Adrian Gonzalez should be worried.
But not because the Red Sox are in last place in the AL East. On Wednesday, Taco Bell released a $5 Buck Big Hitter Box with the Boston first baseman on the cover. And if history is any indication, the latest endorser for the American-adapted Mexican fast food chain could be headed for trouble.
Call it the Taco Bell curse.
Superstition and sport have gone hand in hand since the first balls were thrown, kicked or tossed through a hoop. Just about any NFL fan can rattle off a few instances of the Madden curse, where the player on the video game cover has a decline in performance or is injured. Marshall Faulk never rushed for 1,000 yards the rest of his career after appearing on the 2003 cover. Last season Peyton Hillis missed five games with a hamstring injury after gracing the Madden NFL 12 box.

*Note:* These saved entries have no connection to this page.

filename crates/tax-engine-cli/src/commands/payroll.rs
use clap::Args;
use rust_decimal::Decimal;
use serde_json::Value;

use tax_engine_core::payroll::paye::{self, PayrollInput};
use tax_engine_core::payroll::payroll_run::{self, PayrollRunInput};
use tax_engine_core::TaxEngine;

use crate::input;

/// Arguments for a single employee's payroll taxes
#[derive(Args)]
pub struct PayrollArgs {
    /// Gross monthly salary
    #[arg(long)]
    pub gross: Option<Decimal>,

    /// Employee name, echoed in the assumptions
    #[arg(long)]
    pub employee: Option<String>,

    /// Path to JSON input file (overrides individual flags)
    #[arg(long)]
    pub input: Option<String>,
}

/// Arguments for a whole payroll run
#[derive(Args)]
pub struct PayrollRunArgs {
    /// Path to JSON input file with `entries`
    #[arg(long)]
    pub input: Option<String>,
}

pub fn run_payroll(args: PayrollArgs, engine: &TaxEngine) -> Result<Value, Box<dyn std::error::Error>> {
    let payroll_input: PayrollInput = match input::read_input(args.input.as_deref())? {
        Some(parsed) => parsed,
        None => PayrollInput {
            gross_salary: args.gross.ok_or("--gross is required (or provide --input)")?,
            employee: args.employee,
        },
    };
    let output = paye::compute_payroll(engine, &payroll_input)?;
    Ok(serde_json::to_value(output)?)
}

pub fn run_payroll_run(
    args: PayrollRunArgs,
    engine: &TaxEngine,
) -> Result<Value, Box<dyn std::error::Error>> {
    let run_input: PayrollRunInput = input::read_input(args.input.as_deref())?
        .ok_or("--input <file.json> or stdin required for a payroll run")?;
    tracing::info!(headcount = run_input.entries.len(), "running payroll");
    let output = payroll_run::compute_payroll_run(engine, &run_input)?;
    Ok(serde_json::to_value(output)?)
}
use rust_decimal::Decimal;
use rust_decimal_macros::dec;
use serde::{Deserialize, Serialize};

use crate::error::TaxEngineError;
use crate::types::{Money, Percent};
use crate::TaxEngineResult;

/// How much income a bracket absorbs before spilling into the next one.
/// The width is a slice of income, not a cumulative upper bound.
///
/// In rate tables this reads `{ limited: "402" }` or `unbounded`, in YAML as
/// well as JSON (fields holding it go through `singleton_map`).
#[derive(Debug, Clone, Copy, PartialEq, Eq, Serialize, Deserialize)]
#[serde(rename_all = "snake_case")]
pub enum BracketWidth {
    Limited(Money),
    /// Absorbs whatever income remains. Only valid on the last bracket.
    Unbounded,
}

impl BracketWidth {
    /// Portion of `remaining` taxed inside this bracket.
    pub fn take(&self, remaining: Money) -> Money {
        match self {
            BracketWidth::Limited(width) => remaining.min(*width),
            BracketWidth::Unbounded => remaining,
        }
    }

    pub fn is_unbounded(&self) -> bool {
        matches!(self, BracketWidth::Unbounded)
    }
}

#[derive(Debug, Clone, PartialEq, Serialize, Deserialize)]
pub struct PayrollTaxBracket {
    #[serde(with = "serde_yaml::with::singleton_map")]
    pub width: BracketWidth,
    pub rate: Percent,
}

impl PayrollTaxBracket {
    pub fn limited(width: Money, rate: Percent) -> Self {
        PayrollTaxBracket {
            width: BracketWidth::Limited(width),
            rate,
        }
    }

    pub fn unbounded(rate: Percent) -> Self {
        PayrollTaxBracket {
            width: BracketWidth::Unbounded,
            rate,
        }
    }
}

/// Social security split and the graduated PAYE schedule.
#[derive(Debug, Clone, PartialEq, Serialize, Deserialize)]
#[serde(default)]
pub struct PayrollConfig {
    pub employee_ssnit_rate: Percent,
    pub employer_ssnit_rate: Percent,
    pub brackets: Vec<PayrollTaxBracket>,
}

impl PayrollConfig {
    /// Monthly PAYE schedule with the 5.5% / 13.5% SSNIT split.
    pub fn ghana() -> Self {
        PayrollConfig {
            employee_ssnit_rate: dec!(5.5),
            employer_ssnit_rate: dec!(13.5),
            brackets: vec![
                PayrollTaxBracket::limited(dec!(402), dec!(0)),
                PayrollTaxBracket::limited(dec!(110), dec!(5)),
                PayrollTaxBracket::limited(dec!(130), dec!(10)),
                PayrollTaxBracket::limited(dec!(3000), dec!(17.5)),
                PayrollTaxBracket::limited(dec!(16395), dec!(25)),
                PayrollTaxBracket::limited(dec!(29963), dec!(30)),
                PayrollTaxBracket::unbounded(dec!(35)),
            ],
        }
    }

    /// Width of the leading tax-free band, or zero when there is none.
    pub fn tax_free_threshold(&self) -> Money {
        match self.brackets.first() {
            Some(PayrollTaxBracket {
                width: BracketWidth::Limited(width),
                rate,
            }) if rate.is_zero() => *width,
            _ => Decimal::ZERO,
        }
    }

    pub fn validate(&self) -> TaxEngineResult<()> {
        for (field, rate) in [
            ("payroll.employee_ssnit_rate", self.employee_ssnit_rate),
            ("payroll.employer_ssnit_rate", self.employer_ssnit_rate),
        ] {
            if rate < Decimal::ZERO || rate > dec!(100) {
                return Err(TaxEngineError::invalid(field, "rate must be between 0 and 100"));
            }
        }

        let Some(first) = self.brackets.first() else {
            return Err(TaxEngineError::invalid(
                "payroll.brackets",
                "at least one bracket is required",
            ));
        };
        if !first.rate.is_zero() {
            return Err(TaxEngineError::invalid(
                "payroll.brackets",
                "first bracket must be the tax-free threshold (rate 0)",
            ));
        }

        let last = self.brackets.len() - 1;
        for (i, bracket) in self.brackets.iter().enumerate() {
            if bracket.rate < Decimal::ZERO {
                return Err(TaxEngineError::invalid(
                    "payroll.brackets",
                    format!("bracket {} has a negative rate", i + 1),
                ));
            }
            match bracket.width {
                BracketWidth::Limited(width) if width <= Decimal::ZERO => {
                    return Err(TaxEngineError::invalid(
                        "payroll.brackets",
                        format!("bracket {} must have a positive width", i + 1),
                    ));
                }
                BracketWidth::Limited(_) if i == last => {
                    return Err(TaxEngineError::invalid(
                        "payroll.brackets",
                        "final bracket must be unbounded",
                    ));
                }
                BracketWidth::Unbounded if i != last => {
                    return Err(TaxEngineError::invalid(
                        "payroll.brackets",
                        format!("only the final bracket may be unbounded (bracket {})", i + 1),
                    ));
                }
                _ => {}
            }
        }
        Ok(())
    }
}

impl Default for PayrollConfig {
    fn default() -> Self {
        Self::ghana()
    }
}

#[cfg(test)]
mod tests {
    use super::*;

    #[test]
    fn test_width_take() {
        assert_eq!(BracketWidth::Limited(dec!(402)).take(dec!(283.5)), dec!(283.5));
        assert_eq!(BracketWidth::Limited(dec!(402)).take(dec!(1000)), dec!(402));
        assert_eq!(BracketWidth::Unbounded.take(dec!(1_000_000)), dec!(1_000_000));
    }

    #[test]
    fn test_ghana_schedule_valid() {
        let cfg = PayrollConfig::ghana();
        assert!(cfg.validate().is_ok());
        assert_eq!(cfg.tax_free_threshold(), dec!(402));
    }

    #[test]
    fn test_bounded_final_bracket_rejected() {
        let mut cfg = PayrollConfig::ghana();
        cfg.brackets.pop();
        assert!(cfg.validate().is_err());
    }

    #[test]
    fn test_unbounded_middle_bracket_rejected() {
        let mut cfg = PayrollConfig::ghana();
        cfg.brackets[2] = PayrollTaxBracket::unbounded(dec!(10));
        assert!(cfg.validate().is_err());
    }

    #[test]
    fn test_taxed_first_bracket_rejected() {
        let mut cfg = PayrollConfig::ghana();
        cfg.brackets[0].rate = dec!(1);
        assert!(cfg.validate().is_err());
    }

    #[test]
    fn test_empty_schedule_rejected() {
        let cfg = PayrollConfig {
            brackets: Vec::new(),
            ..PayrollConfig::ghana()
        };
        assert!(cfg.validate().is_err());
    }

    #[test]
    fn test_ssnit_rate_out_of_range() {
        let cfg = PayrollConfig {
            employer_ssnit_rate: dec!(101),
            ..PayrollConfig::ghana()
        };
        assert!(cfg.validate().is_err());
    }

    #[test]
    fn test_width_json_shape() {
        let limited = serde_json::to_value(PayrollTaxBracket::limited(dec!(402), dec!(0))).unwrap();
        assert_eq!(limited["width"], serde_json::json!({ "limited": "402" }));
        let open = serde_json::to_value(PayrollTaxBracket::unbounded(dec!(35))).unwrap();
        assert_eq!(open["width"], serde_json::json!("unbounded"));

        let parsed: PayrollTaxBracket =
            serde_json::from_str(r#"{ "width": { "limited": "110" }, "rate": "5" }"#).unwrap();
        assert_eq!(parsed, PayrollTaxBracket::limited(dec!(110), dec!(5)));
    }

    #[test]
    fn test_width_yaml_map_form() {
        let yaml = serde_yaml::to_string(&PayrollConfig::ghana()).unwrap();
        assert!(yaml.contains("limited: '402'"), "{yaml}");
        assert!(!yaml.contains('!'), "{yaml}");

        let parsed: PayrollConfig = serde_yaml::from_str(&yaml).unwrap();
        assert_eq!(parsed, PayrollConfig::ghana());
    }

    #[test]
    fn test_single_unbounded_zero_bracket_is_valid() {
        let cfg = PayrollConfig {
            brackets: vec![PayrollTaxBracket::unbounded(dec!(0))],
            ..PayrollConfig::ghana()
        };
        assert!(cfg.validate().is_ok());
        assert_eq!(cfg.tax_free_threshold(), dec!(0));
    }
}
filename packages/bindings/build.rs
extern crate napi_build;

fn main() {
    napi_build::setup();
}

Gonzalez is following in the footsteps of Taco Bell endorsers Mariano Rivera and Brian Wilson. Rivera filmed a commercial in the fall of 2010 and suffered a freak injury earlier this month shagging fly balls that ended his season and possibly his career. Wilson acted in his own Taco Bell commercial last year and recently underwent Tommy John surgery, putting a halt to his play in 2012.
The curse scenario for Gonzalez might be doubly bad as he not only acted in a commercial for Taco Bell, but his $5 Buck Big Hitter Box has a video game tie-in as well. Fans who buy the combo, which includes the new Beefy Nacho Burrito, Burrito Supreme, Crunchy Taco and a medium drink, will get the opportunity to play an exclusive Home Run Derby baseball game built from MLB The Show 2012. Anyone can play the game for free through the Taco Bell app, but those that buy the $5 Buck Big Hitter Box will get to play as Gonzalez.
There may be hope for the Boston slugger, though. Taco Bell seems to be a performance booster for at least one MLB star. Detroit Tigers pitcher Justin Verlander swears by it. Before every start he orders three crunchy taco supremes with no tomato, a cheesy gordita cunch and a Mexican pizza, also without tomato.
But baseball and curses have a long history. Gonzalez might not have been in Boston when the Bambino trade plagued the franchise for a century, but he's certainly aware.
And anyone who doesn't believe in superstitions just needs to ask a Cubs fan about the Billy Goat.